ABOUT THIS TASK: Quote exactly the lines from the start of the entries to the one with "self.message = message;", both ends included.

INFORMATION GIVEN:
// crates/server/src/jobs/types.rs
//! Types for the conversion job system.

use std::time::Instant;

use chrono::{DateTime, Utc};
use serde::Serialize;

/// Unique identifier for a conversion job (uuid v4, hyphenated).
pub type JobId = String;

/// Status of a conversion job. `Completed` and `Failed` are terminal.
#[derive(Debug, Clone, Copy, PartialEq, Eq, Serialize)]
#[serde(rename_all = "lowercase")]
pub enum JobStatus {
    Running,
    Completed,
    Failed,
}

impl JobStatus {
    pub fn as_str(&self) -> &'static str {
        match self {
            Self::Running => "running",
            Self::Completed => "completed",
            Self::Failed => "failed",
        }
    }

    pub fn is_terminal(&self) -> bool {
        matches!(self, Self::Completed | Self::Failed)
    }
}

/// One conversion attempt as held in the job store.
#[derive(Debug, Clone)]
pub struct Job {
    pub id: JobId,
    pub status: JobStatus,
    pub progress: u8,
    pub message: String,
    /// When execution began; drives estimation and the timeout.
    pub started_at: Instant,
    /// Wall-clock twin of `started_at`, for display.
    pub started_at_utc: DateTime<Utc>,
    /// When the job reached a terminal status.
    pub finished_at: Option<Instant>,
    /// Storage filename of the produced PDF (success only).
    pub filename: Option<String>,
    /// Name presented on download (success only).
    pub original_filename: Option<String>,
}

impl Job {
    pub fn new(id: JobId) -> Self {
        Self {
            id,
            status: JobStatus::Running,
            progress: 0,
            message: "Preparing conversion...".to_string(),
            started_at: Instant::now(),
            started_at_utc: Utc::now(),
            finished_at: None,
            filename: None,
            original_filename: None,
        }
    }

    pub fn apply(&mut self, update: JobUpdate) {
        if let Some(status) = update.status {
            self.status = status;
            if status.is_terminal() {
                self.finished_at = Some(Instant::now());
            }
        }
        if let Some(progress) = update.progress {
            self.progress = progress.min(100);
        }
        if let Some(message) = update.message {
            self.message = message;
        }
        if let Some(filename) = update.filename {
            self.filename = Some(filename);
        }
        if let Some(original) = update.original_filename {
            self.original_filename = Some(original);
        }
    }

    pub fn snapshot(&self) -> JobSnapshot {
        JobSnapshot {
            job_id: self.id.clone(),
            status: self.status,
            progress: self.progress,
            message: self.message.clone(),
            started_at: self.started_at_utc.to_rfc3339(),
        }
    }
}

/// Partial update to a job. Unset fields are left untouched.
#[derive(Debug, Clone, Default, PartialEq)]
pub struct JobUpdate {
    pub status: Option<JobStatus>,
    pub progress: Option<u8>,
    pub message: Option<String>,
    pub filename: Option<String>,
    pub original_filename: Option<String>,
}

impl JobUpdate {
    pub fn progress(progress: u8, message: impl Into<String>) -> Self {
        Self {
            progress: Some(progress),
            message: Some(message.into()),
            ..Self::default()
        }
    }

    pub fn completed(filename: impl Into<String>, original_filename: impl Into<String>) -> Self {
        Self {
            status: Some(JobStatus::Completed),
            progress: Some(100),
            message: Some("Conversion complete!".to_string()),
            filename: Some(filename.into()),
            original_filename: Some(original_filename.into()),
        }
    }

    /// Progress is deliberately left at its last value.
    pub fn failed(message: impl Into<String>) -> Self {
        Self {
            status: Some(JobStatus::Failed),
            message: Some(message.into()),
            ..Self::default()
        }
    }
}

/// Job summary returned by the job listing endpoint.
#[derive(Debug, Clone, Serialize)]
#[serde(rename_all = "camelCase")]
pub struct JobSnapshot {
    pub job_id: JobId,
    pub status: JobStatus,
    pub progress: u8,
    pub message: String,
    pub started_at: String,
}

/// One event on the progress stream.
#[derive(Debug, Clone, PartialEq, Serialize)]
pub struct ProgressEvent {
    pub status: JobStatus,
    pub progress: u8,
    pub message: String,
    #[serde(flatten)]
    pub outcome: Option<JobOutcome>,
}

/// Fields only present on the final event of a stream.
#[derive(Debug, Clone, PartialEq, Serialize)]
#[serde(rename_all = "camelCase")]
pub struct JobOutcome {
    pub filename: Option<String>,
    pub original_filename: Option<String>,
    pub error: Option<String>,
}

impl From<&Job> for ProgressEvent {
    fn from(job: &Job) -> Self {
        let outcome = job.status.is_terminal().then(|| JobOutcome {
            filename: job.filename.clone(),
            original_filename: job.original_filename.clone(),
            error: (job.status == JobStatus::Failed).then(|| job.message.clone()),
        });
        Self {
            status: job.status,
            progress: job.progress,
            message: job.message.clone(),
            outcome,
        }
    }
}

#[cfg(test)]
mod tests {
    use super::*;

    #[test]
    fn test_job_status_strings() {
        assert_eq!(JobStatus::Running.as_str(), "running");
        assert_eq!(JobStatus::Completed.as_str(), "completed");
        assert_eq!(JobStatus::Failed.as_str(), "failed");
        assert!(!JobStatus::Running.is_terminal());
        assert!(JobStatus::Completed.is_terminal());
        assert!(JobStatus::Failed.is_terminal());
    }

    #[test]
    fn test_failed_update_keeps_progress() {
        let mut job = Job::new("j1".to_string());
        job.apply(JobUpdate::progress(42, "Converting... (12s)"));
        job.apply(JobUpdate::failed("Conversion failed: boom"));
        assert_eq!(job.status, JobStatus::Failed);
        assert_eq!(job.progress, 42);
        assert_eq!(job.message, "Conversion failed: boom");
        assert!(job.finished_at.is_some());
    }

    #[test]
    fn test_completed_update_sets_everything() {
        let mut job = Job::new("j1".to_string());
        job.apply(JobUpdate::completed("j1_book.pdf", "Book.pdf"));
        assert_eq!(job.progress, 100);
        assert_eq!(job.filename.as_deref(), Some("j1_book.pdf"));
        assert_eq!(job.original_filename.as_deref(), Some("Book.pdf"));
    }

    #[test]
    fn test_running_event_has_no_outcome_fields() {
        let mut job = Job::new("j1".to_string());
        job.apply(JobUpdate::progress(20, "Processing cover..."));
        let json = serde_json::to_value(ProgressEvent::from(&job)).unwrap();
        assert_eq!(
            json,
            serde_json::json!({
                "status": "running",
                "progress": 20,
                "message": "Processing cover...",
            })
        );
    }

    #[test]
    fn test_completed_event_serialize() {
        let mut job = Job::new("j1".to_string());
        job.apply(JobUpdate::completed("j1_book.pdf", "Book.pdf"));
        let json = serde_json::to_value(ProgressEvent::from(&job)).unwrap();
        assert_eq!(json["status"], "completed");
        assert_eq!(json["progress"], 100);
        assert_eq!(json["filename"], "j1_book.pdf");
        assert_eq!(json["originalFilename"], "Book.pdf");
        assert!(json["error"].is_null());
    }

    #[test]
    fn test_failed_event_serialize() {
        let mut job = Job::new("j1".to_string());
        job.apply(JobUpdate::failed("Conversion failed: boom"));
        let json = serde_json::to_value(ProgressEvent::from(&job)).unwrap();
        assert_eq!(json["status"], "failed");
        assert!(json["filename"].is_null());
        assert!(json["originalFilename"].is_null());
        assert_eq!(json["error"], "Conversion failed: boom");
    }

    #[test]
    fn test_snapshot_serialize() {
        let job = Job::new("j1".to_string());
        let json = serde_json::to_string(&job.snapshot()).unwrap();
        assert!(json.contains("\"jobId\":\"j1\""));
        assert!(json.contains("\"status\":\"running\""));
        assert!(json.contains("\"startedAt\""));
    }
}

SOLUTION:
// crates/server/src/jobs/types.rs
//! Types for the conversion job system.

use std::time::Instant;

use chrono::{DateTime, Utc};
use serde::Serialize;

/// Unique identifier for a conversion job (uuid v4, hyphenated).
pub type JobId = String;

/// Status of a conversion job. `Completed` and `Failed` are terminal.
#[derive(Debug, Clone, Copy, PartialEq, Eq, Serialize)]
#[serde(rename_all = "lowercase")]
pub enum JobStatus {
    Running,
    Completed,
    Failed,
}

impl JobStatus {
    pub fn as_str(&self) -> &'static str {
        match self {
            Self::Running => "running",
            Self::Completed => "completed",
            Self::Failed => "failed",
        }
    }

    pub fn is_terminal(&self) -> bool {
        matches!(self, Self::Completed | Self::Failed)
    }
}

/// One conversion attempt as held in the job store.
#[derive(Debug, Clone)]
pub struct Job {
    pub id: JobId,
    pub status: JobStatus,
    pub progress: u8,
    pub message: String,
    /// When execution began; drives estimation and the timeout.
    pub started_at: Instant,
    /// Wall-clock twin of `started_at`, for display.
    pub started_at_utc: DateTime<Utc>,
    /// When the job reached a terminal status.
    pub finished_at: Option<Instant>,
    /// Storage filename of the produced PDF (success only).
    pub filename: Option<String>,
    /// Name presented on download (success only).
    pub original_filename: Option<String>,
}

impl Job {
    pub fn new(id: JobId) -> Self {
        Self {
            id,
            status: JobStatus::Running,
            progress: 0,
            message: "Preparing conversion...".to_string(),
            started_at: Instant::now(),
            started_at_utc: Utc::now(),
            finished_at: None,
            filename: None,
            original_filename: None,
        }
    }

    pub fn apply(&mut self, update: JobUpdate) {
        if let Some(status) = update.status {
            self.status = status;
            if status.is_terminal() {
                self.finished_at = Some(Instant::now());
            }
        }
        if let Some(progress) = update.progress {
            self.progress = progress.min(100);
        }
        if let Some(message) = update.message {
            self.message = message;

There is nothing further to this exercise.